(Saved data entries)

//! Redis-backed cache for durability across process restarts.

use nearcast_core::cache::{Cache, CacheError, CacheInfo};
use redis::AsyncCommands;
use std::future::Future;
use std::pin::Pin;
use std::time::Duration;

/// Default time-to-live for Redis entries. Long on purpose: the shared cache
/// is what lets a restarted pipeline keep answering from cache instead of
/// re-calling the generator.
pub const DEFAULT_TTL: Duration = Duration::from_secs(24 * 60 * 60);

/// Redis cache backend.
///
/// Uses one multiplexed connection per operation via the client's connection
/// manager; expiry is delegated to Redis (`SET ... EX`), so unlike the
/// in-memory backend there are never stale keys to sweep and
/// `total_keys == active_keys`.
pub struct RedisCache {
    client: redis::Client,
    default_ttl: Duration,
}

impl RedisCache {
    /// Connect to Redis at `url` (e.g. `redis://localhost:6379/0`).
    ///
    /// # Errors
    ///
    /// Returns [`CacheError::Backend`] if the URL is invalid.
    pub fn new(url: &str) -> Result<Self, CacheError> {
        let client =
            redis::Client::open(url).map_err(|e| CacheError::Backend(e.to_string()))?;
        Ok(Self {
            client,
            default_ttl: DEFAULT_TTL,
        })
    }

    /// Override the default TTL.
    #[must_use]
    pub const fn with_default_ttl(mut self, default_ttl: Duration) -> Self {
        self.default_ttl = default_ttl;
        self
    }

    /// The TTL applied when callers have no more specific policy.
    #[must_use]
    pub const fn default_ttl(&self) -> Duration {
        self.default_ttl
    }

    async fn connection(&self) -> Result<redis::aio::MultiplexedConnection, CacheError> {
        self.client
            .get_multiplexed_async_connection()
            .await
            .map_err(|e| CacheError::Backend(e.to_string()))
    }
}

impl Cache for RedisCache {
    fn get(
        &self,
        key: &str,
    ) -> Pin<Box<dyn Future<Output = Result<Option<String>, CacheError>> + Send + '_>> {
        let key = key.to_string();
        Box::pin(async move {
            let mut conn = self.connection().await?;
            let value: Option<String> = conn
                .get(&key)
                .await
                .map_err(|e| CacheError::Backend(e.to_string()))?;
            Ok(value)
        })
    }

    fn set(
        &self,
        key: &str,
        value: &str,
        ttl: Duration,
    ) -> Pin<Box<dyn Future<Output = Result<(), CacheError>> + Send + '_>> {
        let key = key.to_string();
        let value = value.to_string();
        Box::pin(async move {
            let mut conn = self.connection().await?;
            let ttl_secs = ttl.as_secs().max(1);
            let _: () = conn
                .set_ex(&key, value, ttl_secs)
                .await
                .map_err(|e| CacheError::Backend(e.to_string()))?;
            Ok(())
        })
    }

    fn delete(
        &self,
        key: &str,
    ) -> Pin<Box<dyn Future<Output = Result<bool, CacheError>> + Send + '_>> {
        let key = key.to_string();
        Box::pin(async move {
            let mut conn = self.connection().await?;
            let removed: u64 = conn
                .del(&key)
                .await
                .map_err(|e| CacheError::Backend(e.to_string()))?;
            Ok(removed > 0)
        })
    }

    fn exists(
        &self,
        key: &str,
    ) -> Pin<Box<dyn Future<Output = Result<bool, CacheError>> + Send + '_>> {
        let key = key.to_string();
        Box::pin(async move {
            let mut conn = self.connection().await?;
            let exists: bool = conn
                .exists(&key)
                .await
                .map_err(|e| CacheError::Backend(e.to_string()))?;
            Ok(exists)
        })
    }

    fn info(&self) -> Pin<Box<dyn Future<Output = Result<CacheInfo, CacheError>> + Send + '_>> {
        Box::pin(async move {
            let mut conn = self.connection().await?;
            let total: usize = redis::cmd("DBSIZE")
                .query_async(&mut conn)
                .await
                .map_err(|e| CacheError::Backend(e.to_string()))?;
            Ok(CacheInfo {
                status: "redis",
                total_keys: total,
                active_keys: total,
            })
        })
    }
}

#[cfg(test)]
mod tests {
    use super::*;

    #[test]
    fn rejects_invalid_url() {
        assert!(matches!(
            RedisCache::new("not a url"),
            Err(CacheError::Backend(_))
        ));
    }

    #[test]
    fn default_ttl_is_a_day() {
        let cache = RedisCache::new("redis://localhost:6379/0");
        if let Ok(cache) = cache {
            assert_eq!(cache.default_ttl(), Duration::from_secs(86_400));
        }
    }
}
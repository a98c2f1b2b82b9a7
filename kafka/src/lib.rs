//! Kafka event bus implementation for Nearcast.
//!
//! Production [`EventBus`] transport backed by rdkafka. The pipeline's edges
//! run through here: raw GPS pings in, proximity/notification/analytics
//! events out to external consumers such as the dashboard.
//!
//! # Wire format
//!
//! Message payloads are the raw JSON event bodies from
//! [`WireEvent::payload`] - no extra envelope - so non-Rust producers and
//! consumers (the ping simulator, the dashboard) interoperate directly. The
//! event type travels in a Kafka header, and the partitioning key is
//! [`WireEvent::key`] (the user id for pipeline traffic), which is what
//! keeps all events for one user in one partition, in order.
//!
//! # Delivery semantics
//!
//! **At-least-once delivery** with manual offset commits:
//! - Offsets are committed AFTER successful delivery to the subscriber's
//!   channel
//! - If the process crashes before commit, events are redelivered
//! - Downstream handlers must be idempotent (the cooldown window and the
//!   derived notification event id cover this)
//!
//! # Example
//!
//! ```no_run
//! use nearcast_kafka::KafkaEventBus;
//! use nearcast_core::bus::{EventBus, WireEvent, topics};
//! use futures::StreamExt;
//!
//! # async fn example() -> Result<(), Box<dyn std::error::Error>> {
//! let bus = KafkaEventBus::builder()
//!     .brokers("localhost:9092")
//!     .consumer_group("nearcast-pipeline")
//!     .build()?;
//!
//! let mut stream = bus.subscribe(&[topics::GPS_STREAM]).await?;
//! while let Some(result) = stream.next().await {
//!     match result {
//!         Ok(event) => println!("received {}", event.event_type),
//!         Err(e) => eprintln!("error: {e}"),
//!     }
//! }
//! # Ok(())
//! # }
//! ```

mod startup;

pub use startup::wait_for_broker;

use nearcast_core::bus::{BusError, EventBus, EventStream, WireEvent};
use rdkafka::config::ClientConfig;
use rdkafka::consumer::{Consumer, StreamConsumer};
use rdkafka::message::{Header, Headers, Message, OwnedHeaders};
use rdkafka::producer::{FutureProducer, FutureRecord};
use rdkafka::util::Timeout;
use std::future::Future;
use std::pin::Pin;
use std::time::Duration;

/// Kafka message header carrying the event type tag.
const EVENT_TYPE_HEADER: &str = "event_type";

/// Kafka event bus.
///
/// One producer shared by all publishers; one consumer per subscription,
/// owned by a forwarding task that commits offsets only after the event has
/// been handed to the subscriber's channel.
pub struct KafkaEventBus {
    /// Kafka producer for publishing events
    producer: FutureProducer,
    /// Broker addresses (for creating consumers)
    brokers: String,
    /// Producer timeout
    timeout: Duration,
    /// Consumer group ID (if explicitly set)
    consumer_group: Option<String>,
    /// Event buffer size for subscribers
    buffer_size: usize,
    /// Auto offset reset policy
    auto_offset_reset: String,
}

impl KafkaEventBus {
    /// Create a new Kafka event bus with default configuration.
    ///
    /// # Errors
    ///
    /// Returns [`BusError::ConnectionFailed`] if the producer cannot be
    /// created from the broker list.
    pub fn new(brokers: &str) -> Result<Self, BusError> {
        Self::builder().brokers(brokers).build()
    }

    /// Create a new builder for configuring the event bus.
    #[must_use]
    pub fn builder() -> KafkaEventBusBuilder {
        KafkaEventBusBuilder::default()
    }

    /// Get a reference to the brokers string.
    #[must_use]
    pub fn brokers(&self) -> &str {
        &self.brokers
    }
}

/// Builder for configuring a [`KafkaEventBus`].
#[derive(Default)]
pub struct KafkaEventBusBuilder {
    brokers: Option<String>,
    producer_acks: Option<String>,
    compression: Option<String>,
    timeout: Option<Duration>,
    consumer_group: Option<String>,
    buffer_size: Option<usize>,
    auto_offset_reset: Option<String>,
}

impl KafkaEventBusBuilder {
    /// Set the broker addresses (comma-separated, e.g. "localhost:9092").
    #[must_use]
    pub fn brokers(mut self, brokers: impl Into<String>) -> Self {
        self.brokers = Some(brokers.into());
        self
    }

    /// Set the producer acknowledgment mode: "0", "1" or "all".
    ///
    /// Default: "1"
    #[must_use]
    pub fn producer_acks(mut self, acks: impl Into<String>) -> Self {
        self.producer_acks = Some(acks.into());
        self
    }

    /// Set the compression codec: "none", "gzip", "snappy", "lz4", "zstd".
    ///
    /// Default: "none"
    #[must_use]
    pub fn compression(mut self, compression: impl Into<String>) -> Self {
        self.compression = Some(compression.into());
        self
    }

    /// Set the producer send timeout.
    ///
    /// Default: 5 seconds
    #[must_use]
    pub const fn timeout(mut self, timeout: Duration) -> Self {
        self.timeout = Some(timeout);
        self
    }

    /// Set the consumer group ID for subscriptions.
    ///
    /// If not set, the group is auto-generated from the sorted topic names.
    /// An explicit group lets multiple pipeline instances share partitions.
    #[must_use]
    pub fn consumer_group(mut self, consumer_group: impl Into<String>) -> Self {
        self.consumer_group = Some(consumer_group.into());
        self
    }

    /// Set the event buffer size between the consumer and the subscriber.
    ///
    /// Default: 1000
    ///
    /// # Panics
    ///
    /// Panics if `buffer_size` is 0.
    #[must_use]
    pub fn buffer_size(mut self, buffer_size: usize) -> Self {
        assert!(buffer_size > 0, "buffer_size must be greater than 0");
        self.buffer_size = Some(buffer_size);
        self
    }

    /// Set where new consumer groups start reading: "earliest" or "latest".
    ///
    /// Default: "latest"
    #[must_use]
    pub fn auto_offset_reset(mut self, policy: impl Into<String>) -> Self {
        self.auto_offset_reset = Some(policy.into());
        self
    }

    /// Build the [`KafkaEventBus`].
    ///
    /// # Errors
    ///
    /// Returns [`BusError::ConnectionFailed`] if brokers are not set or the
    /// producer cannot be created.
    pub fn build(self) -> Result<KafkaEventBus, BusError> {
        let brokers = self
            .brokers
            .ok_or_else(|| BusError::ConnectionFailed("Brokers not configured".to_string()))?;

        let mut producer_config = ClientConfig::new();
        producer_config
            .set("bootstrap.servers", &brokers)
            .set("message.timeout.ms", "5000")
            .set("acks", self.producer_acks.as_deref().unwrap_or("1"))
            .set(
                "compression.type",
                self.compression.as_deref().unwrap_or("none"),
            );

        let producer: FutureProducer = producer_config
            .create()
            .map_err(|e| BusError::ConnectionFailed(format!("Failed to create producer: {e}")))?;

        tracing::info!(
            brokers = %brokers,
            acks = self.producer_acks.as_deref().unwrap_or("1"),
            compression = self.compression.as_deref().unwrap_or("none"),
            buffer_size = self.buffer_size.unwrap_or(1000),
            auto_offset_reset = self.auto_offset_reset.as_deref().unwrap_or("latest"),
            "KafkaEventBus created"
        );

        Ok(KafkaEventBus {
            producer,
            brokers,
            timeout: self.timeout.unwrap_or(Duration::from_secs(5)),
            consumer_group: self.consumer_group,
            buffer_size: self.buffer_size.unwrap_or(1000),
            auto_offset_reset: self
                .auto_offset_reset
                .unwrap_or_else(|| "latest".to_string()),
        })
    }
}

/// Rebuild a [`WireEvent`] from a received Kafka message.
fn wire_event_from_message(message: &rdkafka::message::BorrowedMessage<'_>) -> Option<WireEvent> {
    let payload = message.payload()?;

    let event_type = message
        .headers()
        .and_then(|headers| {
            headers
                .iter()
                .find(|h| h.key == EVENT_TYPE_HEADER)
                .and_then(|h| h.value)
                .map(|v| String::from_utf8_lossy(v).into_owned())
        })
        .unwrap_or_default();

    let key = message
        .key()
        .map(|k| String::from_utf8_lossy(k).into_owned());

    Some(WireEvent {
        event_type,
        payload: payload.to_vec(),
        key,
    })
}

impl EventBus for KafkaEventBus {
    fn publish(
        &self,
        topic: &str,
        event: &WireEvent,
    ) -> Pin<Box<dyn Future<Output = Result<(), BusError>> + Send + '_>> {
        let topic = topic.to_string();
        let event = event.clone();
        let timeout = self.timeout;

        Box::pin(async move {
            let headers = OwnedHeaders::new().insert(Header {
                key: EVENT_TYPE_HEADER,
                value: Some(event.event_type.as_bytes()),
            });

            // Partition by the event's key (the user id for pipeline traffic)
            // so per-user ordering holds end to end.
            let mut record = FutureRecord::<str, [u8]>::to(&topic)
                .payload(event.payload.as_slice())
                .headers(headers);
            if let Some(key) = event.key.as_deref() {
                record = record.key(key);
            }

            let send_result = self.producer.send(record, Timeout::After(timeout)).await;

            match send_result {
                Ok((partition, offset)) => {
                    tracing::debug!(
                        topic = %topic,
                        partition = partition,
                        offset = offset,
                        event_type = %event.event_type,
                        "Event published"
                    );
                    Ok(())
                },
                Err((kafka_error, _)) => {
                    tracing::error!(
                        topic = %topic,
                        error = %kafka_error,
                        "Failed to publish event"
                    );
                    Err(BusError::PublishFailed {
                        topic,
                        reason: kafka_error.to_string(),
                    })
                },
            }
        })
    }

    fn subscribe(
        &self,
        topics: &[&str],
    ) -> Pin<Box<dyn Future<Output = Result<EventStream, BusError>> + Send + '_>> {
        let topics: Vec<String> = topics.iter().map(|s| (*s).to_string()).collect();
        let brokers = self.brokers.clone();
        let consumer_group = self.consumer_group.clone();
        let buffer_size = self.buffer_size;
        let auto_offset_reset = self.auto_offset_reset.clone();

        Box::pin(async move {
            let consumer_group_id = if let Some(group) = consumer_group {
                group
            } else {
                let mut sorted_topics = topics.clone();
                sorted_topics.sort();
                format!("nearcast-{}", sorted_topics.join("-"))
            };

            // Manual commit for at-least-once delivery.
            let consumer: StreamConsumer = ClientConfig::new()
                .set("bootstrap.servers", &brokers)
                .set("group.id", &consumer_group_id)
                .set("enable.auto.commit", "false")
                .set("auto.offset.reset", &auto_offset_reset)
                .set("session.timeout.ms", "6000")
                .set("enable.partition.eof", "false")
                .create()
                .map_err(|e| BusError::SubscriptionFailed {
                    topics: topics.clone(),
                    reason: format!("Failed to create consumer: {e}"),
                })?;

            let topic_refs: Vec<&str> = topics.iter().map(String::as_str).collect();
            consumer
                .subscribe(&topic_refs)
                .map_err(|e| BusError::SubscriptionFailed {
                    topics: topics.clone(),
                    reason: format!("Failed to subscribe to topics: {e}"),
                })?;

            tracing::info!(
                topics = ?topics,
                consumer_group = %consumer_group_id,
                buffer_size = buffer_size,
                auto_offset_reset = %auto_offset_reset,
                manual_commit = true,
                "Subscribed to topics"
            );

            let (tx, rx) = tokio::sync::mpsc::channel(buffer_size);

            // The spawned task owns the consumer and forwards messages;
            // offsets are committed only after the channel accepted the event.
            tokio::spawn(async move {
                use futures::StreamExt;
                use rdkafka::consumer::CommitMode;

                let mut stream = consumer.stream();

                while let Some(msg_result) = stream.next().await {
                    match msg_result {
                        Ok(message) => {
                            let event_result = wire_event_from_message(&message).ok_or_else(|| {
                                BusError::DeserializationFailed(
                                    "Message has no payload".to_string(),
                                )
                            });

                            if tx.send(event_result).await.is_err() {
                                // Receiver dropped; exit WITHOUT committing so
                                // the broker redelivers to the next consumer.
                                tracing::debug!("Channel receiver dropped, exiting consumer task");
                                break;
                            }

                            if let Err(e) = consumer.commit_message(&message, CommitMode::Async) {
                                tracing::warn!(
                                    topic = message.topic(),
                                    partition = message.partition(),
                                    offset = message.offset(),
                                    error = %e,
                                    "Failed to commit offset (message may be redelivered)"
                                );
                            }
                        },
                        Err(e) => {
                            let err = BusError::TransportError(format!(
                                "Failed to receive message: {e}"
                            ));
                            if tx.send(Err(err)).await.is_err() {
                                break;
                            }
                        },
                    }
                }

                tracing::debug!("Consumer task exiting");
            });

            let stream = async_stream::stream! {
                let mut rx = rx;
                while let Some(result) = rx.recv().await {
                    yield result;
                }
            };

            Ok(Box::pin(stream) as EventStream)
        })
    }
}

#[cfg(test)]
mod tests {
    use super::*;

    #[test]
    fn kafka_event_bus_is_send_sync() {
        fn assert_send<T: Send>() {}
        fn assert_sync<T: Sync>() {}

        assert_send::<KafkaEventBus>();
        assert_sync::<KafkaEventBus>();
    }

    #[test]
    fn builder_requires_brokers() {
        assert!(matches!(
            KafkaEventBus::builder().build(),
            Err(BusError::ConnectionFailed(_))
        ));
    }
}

(ASSIGNMENT): If a line in the entries holds the string "shared", copy it.

(ANSWER BELOW):
/// Default time-to-live for Redis entries. Long on purpose: the shared cache
/// One producer shared by all publishers; one consumer per subscription,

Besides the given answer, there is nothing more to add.